Weer later werd Arthur verliefd op Jos en Jos had een stoffeerderij in de Achterhoek. Arthur trok bij hem in en in zo kon het dus gebeuren dat de Achterhoek lange tijd twee grote popsterren huisvestte want Arthur woonde in Ruurlo en Angus Young van AC/DC in Aalten. Lang en gelukkig leefde Arthur daar totdat darmkanker er in een 2003 een wreed einde aan maakte. Twee jaar voor zijn dood werd Arthur geïnterviewd door VPRO TV, moet je kijken zó’n aimabele man, en bijvoorbeeld bij 18.00 minuut een hemeltergend mooi lied:

Heel handig verleg ik nu even je aandacht van de geïnterviewde naar de interviewer. Okay, zijn Engels is soms nogal onhandig en de LP die hij halverwege oplegt getuigt niet van veel goede smaak maar hij geeft Arthur Conley wel alle ruimte om zich uit te spreken en om zijn talent ten toon te spreiden. Maar wie is dat toch die hier de vragen stelt ?

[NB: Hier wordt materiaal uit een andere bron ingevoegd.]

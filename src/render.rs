//! Server-side HTML rendering.
//!
//! Pages are `maud` templates. Every interpolated value is escaped by the macro;
//! only fragments that are themselves `Markup` are embedded as they are.

use chrono::{DateTime, NaiveDateTime};
use maud::{DOCTYPE, Markup, html};
use serde_json::Value;

use crate::{
    models::{HomeworkResult, QuestionBlock},
    session::{Role, Session},
};

/// format_datetime
///
/// Renders API timestamps as `YYYY-MM-DD HH:MM`. Accepts RFC 3339 and the
/// naive ISO form the API emits; anything else is returned unchanged.
pub fn format_datetime(raw: &str) -> String {
    if raw.is_empty() {
        return String::new();
    }
    if let Ok(dt) = DateTime::parse_from_rfc3339(raw) {
        return dt.format("%Y-%m-%d %H:%M").to_string();
    }
    for pattern in ["%Y-%m-%dT%H:%M:%S%.f", "%Y-%m-%d %H:%M:%S%.f", "%Y-%m-%dT%H:%M"] {
        if let Ok(dt) = NaiveDateTime::parse_from_str(raw, pattern) {
            return dt.format("%Y-%m-%d %H:%M").to_string();
        }
    }
    raw.to_string()
}

pub fn format_optional_datetime(raw: &Option<String>) -> String {
    raw.as_deref().map(format_datetime).unwrap_or_default()
}

/// Wraps a body in a complete HTML document.
pub fn document(title: &str, body: Markup) -> Markup {
    html! {
        (DOCTYPE)
        html lang="en" {
            head {
                meta charset="utf-8";
                title { (title) }
            }
            body { (body) }
        }
    }
}

/// Navigation entries for each role's sidebar.
pub fn nav_links(role: Role) -> &'static [(&'static str, &'static str)] {
    match role {
        Role::Teacher => &[
            ("/teacher/lesson", "Lesson preparation"),
            ("/teacher/lesson/list", "Lesson list"),
            ("/teacher/exercise", "Exercise generation"),
            ("/teacher/exercise/list", "Exercise list"),
            ("/teacher/classes", "Classes"),
            ("/teacher/students", "Students"),
        ],
        Role::Student => &[
            ("/student/homeworks", "My homework"),
            ("/student/ai", "AI tutor"),
            ("/student/evaluate", "Learning evaluation"),
            ("/student/self_practice", "Self practice"),
            ("/student/classes", "My classes"),
        ],
        Role::Admin => &[
            ("/admin/users", "Users"),
            ("/admin/coursewares", "Coursewares"),
            ("/admin/public_docs", "Public documents"),
            ("/admin/dashboard", "Overview"),
        ],
    }
}

/// layout
///
/// Protected-page shell: greeting, role navigation, logout button, an optional
/// one-shot alert, then the page content.
pub fn layout(session: &Session, role: Role, title: &str, alert: Option<&str>, content: Markup) -> Markup {
    let body = html! {
        aside.sidebar {
            div.greeting { "Hello, " (role.label()) " " (session.username) }
            nav {
                ul {
                    @for (href, label) in nav_links(role) {
                        li { a href=(href) { (label) } }
                    }
                }
            }
            form method="post" action="/logout" {
                button type="submit" { "Log out" }
            }
        }
        main {
            h1 { (title) }
            @if let Some(message) = alert {
                (alert_banner(message))
            }
            (content)
        }
    };
    document(title, body)
}

pub fn alert_banner(message: &str) -> Markup {
    html! { div.alert role="alert" { (message) } }
}

/// Page-local failure text shown in place of content.
pub fn error_block(message: &str) -> Markup {
    html! { div.error { (message) } }
}

pub fn empty_block(message: &str) -> Markup {
    html! { p.empty { (message) } }
}

/// Markdown is shown verbatim; it is not rendered.
pub fn markdown_block(markdown: &str) -> Markup {
    html! { pre.markdown { (markdown) } }
}

pub fn json_block(value: &Value) -> Markup {
    let pretty = serde_json::to_string_pretty(value).unwrap_or_else(|_| value.to_string());
    html! { pre.json { (pretty) } }
}

pub fn link(href: &str, label: &str) -> Markup {
    html! { a href=(href) { (label) } }
}

/// A one-button form posting to `action`.
pub fn action_button(action: &str, label: &str) -> Markup {
    html! {
        form.inline method="post" action=(action) {
            button type="submit" { (label) }
        }
    }
}

pub fn table(headers: &[&str], rows: Vec<Vec<Markup>>) -> Markup {
    html! {
        table {
            thead {
                tr {
                    @for header in headers {
                        th { (header) }
                    }
                }
            }
            tbody {
                @for cells in rows {
                    tr {
                        @for cell in cells {
                            td { (cell) }
                        }
                    }
                }
            }
        }
    }
}

/// Read-only listing of generated questions.
pub fn question_list(blocks: &[QuestionBlock]) -> Markup {
    html! {
        @for block in blocks {
            section {
                h3 { (block.kind) }
                ol {
                    @for item in &block.items {
                        li {
                            (item.question)
                            @if let Some(options) = &item.options {
                                ul {
                                    @for option in options {
                                        li { (option) }
                                    }
                                }
                            }
                        }
                    }
                }
            }
        }
    }
}

/// question_form
///
/// Answer sheet. Choice items post `choice:<id>` with the option index, all
/// other items post `text:<id>`.
pub fn question_form(blocks: &[QuestionBlock], action: &str, submit_label: &str) -> Markup {
    html! {
        form method="post" action=(action) {
            @for (number, item) in blocks.iter().flat_map(|b| b.items.iter()).enumerate() {
                @let key = item.answer_key();
                fieldset {
                    legend { (number + 1) ". " (item.question) }
                    @match &item.options {
                        Some(options) => {
                            @for (idx, option) in options.iter().enumerate() {
                                label {
                                    input type="radio" name={ "choice:" (key) } value=(idx);
                                    " " (option)
                                }
                            }
                        }
                        None => {
                            textarea name={ "text:" (key) } rows="4" {}
                        }
                    }
                }
            }
            button type="submit" { (submit_label) }
        }
    }
}

/// homework_result
///
/// Graded submission: score, the original questions, what was answered and
/// the grader's feedback. Shared by the student and teacher views.
pub fn homework_result(result: &HomeworkResult) -> Markup {
    let score = match result.total_score {
        Some(total) => format!("{} / {}", result.score, total),
        None => result.score.to_string(),
    };
    html! {
        p.score { "Score: " (score) }
        @if let Some(exercise) = &result.exercise {
            h2 { (exercise.subject) }
            (question_list(&exercise.prompt))
        }
        h2 { "Submitted answers" }
        (json_block(&result.student_answers))
        h2 { "Feedback" }
        (json_block(&result.feedback))
    }
}

/// Landing content for a role root: one card per navigation entry.
pub fn role_home(role: Role) -> Markup {
    html! {
        ul.cards {
            @for (href, label) in nav_links(role) {
                li.card { a href=(href) { (label) } }
            }
        }
    }
}

// --- Public Pages ---

/// login_page
///
/// `notice` carries one-shot messages such as a completed registration.
pub fn login_page(notice: Option<&str>, error: Option<&str>, username: &str) -> Markup {
    let body = html! {
        main.login {
            h1 { "AI Education Platform" }
            h2 { "Sign in" }
            @if let Some(message) = notice {
                (alert_banner(message))
            }
            @if let Some(message) = error {
                (error_block(message))
            }
            form method="post" action="/login" {
                label { "Username " input name="username" value=(username) required autocomplete="username"; }
                label { "Password " input type="password" name="password" required autocomplete="current-password"; }
                button type="submit" { "Sign in" }
            }
            a href="/register" { "No account yet? Register" }
        }
    };
    document("Sign in", body)
}

pub fn register_page(error: Option<&str>, username: &str) -> Markup {
    let body = html! {
        main.register {
            h1 { "Register" }
            @if let Some(message) = error {
                (error_block(message))
            }
            form method="post" action="/register" {
                label { "Username " input name="username" value=(username) required; }
                label { "Password " input type="password" name="password" required; }
                label {
                    "Role "
                    select name="role" {
                        @for role in Role::ALL {
                            option value=(role.as_str()) { (role.label()) }
                        }
                    }
                }
                button type="submit" { "Register" }
            }
            a href="/login" { "Already registered? Sign in" }
        }
    };
    document("Register", body)
}

#[cfg(test)]
mod tests {
    use super::*;
    use crate::models::QuestionItem;
    use serde_json::json;

    #[test]
    fn interpolated_text_is_escaped() {
        let html = markdown_block("<script>alert(1) & \"y\"</script>").into_string();
        assert_eq!(
            html,
            "<pre class=\"markdown\">&lt;script&gt;alert(1) &amp; &quot;y&quot;&lt;/script&gt;</pre>"
        );
        assert_eq!(empty_block("plain 文本").into_string(), "<p class=\"empty\">plain 文本</p>");
    }

    #[test]
    fn attribute_values_cannot_break_out() {
        let html = link("/x\" onclick=\"steal()", "go").into_string();
        assert_eq!(html, "<a href=\"/x&quot; onclick=&quot;steal()\">go</a>");
    }

    #[test]
    fn format_datetime_accepts_api_shapes() {
        assert_eq!(format_datetime("2024-05-01T08:03:09.123456"), "2024-05-01 08:03");
        assert_eq!(format_datetime("2024-05-01T08:03:09+08:00"), "2024-05-01 08:03");
        assert_eq!(format_datetime("2024-05-01 08:03:09"), "2024-05-01 08:03");
        assert_eq!(format_datetime("yesterday"), "yesterday");
        assert_eq!(format_datetime(""), "");
    }

    #[test]
    fn layout_escapes_username_and_lists_role_links() {
        let session = Session::signed_in("t", Role::Student, "<b>mallory</b>");
        let content = html! { p { "x" } };
        let html = layout(&session, Role::Student, "Homework", Some("Saved"), content).into_string();
        assert!(html.starts_with("<!DOCTYPE html>"));
        assert!(html.contains("&lt;b&gt;mallory&lt;/b&gt;"));
        assert!(html.contains("/student/self_practice"));
        assert!(!html.contains("/admin/users"));
        assert!(html.contains("action=\"/logout\""));
        assert!(html.contains("role=\"alert\""));
        assert!(html.contains("<p>x</p>"));
    }

    #[test]
    fn question_form_names_fields_by_kind() {
        let blocks = vec![QuestionBlock {
            kind: "mcq".to_string(),
            items: vec![
                QuestionItem {
                    id: json!(1),
                    question: "2+2?".to_string(),
                    options: Some(vec!["3".to_string(), "4".to_string()]),
                },
                QuestionItem {
                    id: json!("q2"),
                    question: "Explain".to_string(),
                    options: None,
                },
            ],
        }];
        let html = question_form(&blocks, "/student/homeworks/5/submit", "Submit").into_string();
        assert!(html.contains("name=\"choice:1\" value=\"1\""));
        assert!(html.contains("name=\"text:q2\""));
    }
}
use std::env;
use std::time::Duration;

/// Base URL used for the remote education API when running locally.
pub const LOCAL_API_BASE_URL: &str = "http://127.0.0.1:8000";

/// AppConfig
///
/// Holds the portal's entire configuration state. It is loaded once at startup,
/// never mutated afterwards, and pulled into handlers through `FromRef`.
#[derive(Clone, Debug)]
pub struct AppConfig {
    // Runtime environment marker. Controls logging format and cookie security.
    pub env: Env,
    // Base URL of the remote education API (no trailing slash).
    pub api_base_url: String,
    // Address the HTTP listener binds to.
    pub bind_addr: String,
    // Upper bound for a single remote API call. Lesson and exercise generation is slow.
    pub api_timeout: Duration,
}

/// Env
///
/// Defines the runtime context. `Local` enables pretty logs and plain-HTTP cookies,
/// `Production` switches to JSON logs and `Secure` session cookies.
#[derive(Clone, Copy, PartialEq, Debug)]
pub enum Env {
    Local,
    Production,
}

impl Default for AppConfig {
    /// default
    ///
    /// Non-panicking configuration used to scaffold state in tests.
    fn default() -> Self {
        Self {
            env: Env::Local,
            api_base_url: LOCAL_API_BASE_URL.to_string(),
            bind_addr: "127.0.0.1:3000".to_string(),
            api_timeout: Duration::from_secs(120),
        }
    }
}

impl AppConfig {
    /// load
    ///
    /// Reads every parameter from environment variables and fails fast on missing
    /// production settings.
    ///
    /// # Panics
    /// Panics in `production` when `EDU_API_BASE_URL` is not set, and whenever
    /// `EDU_API_TIMEOUT_SECS` is set to something that is not a whole number of seconds.
    pub fn load() -> Self {
        let env_str = env::var("APP_ENV").unwrap_or_else(|_| "local".to_string());
        let env = match env_str.as_str() {
            "production" => Env::Production,
            _ => Env::Local,
        };

        let api_base_url = match env {
            Env::Production => env::var("EDU_API_BASE_URL")
                .expect("FATAL: EDU_API_BASE_URL must be set in production."),
            Env::Local => {
                env::var("EDU_API_BASE_URL").unwrap_or_else(|_| LOCAL_API_BASE_URL.to_string())
            }
        };

        let api_timeout = match env::var("EDU_API_TIMEOUT_SECS") {
            Ok(raw) => Duration::from_secs(
                raw.trim()
                    .parse()
                    .expect("FATAL: EDU_API_TIMEOUT_SECS must be a whole number of seconds."),
            ),
            Err(_) => Duration::from_secs(120),
        };

        Self {
            env,
            api_base_url: api_base_url.trim_end_matches('/').to_string(),
            bind_addr: env::var("PORTAL_BIND_ADDR").unwrap_or_else(|_| "0.0.0.0:3000".to_string()),
            api_timeout,
        }
    }

    /// Session cookies only carry the `Secure` attribute behind HTTPS in production.
    pub fn secure_cookies(&self) -> bool {
        self.env == Env::Production
    }
}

Maar…. maar…Is dat niet Erik Lieshout?. Heel vroeger – we hebben het nu over de late jaren 70-  konden we Erik nog druk heen en weer zien fietsen tussen De Meern, het Bonifatius College en Café de Vriendschap. In die tijd was hij ook ‘manager’ van een niet nader te noemen Utrechts punkbandje. Deze Erik begon al snel de beknelling van het kleinsteedse te voelen, hij pakte zijn biezen om die 30 kilometer verderop in Abcoude-Noord weer neer te leggen. Daar maakte hij meer werk van zijn voorliefde voor cinematografie en van zijn fixatie voor allerhande popsterren en literaire kanonnen. Zo kon het dus gebeuren dat hij in de loop der tijd allerlei filmportretten (meestal op tv uitgezonden) afscheidde over W.F. Hermans, L.F. Céline, Gerard Reve en Chet Baker. Ook een kortfilm met Rutger Hauer prijkt op zijn CV. Zijn finest hour beleefde Erik Lieshout echter vorig jaar toen zijn “To stay alive: a method” zowaar de bioscopen haalde en ook nog eens met allerlei prijsjes en perslof overladen werd.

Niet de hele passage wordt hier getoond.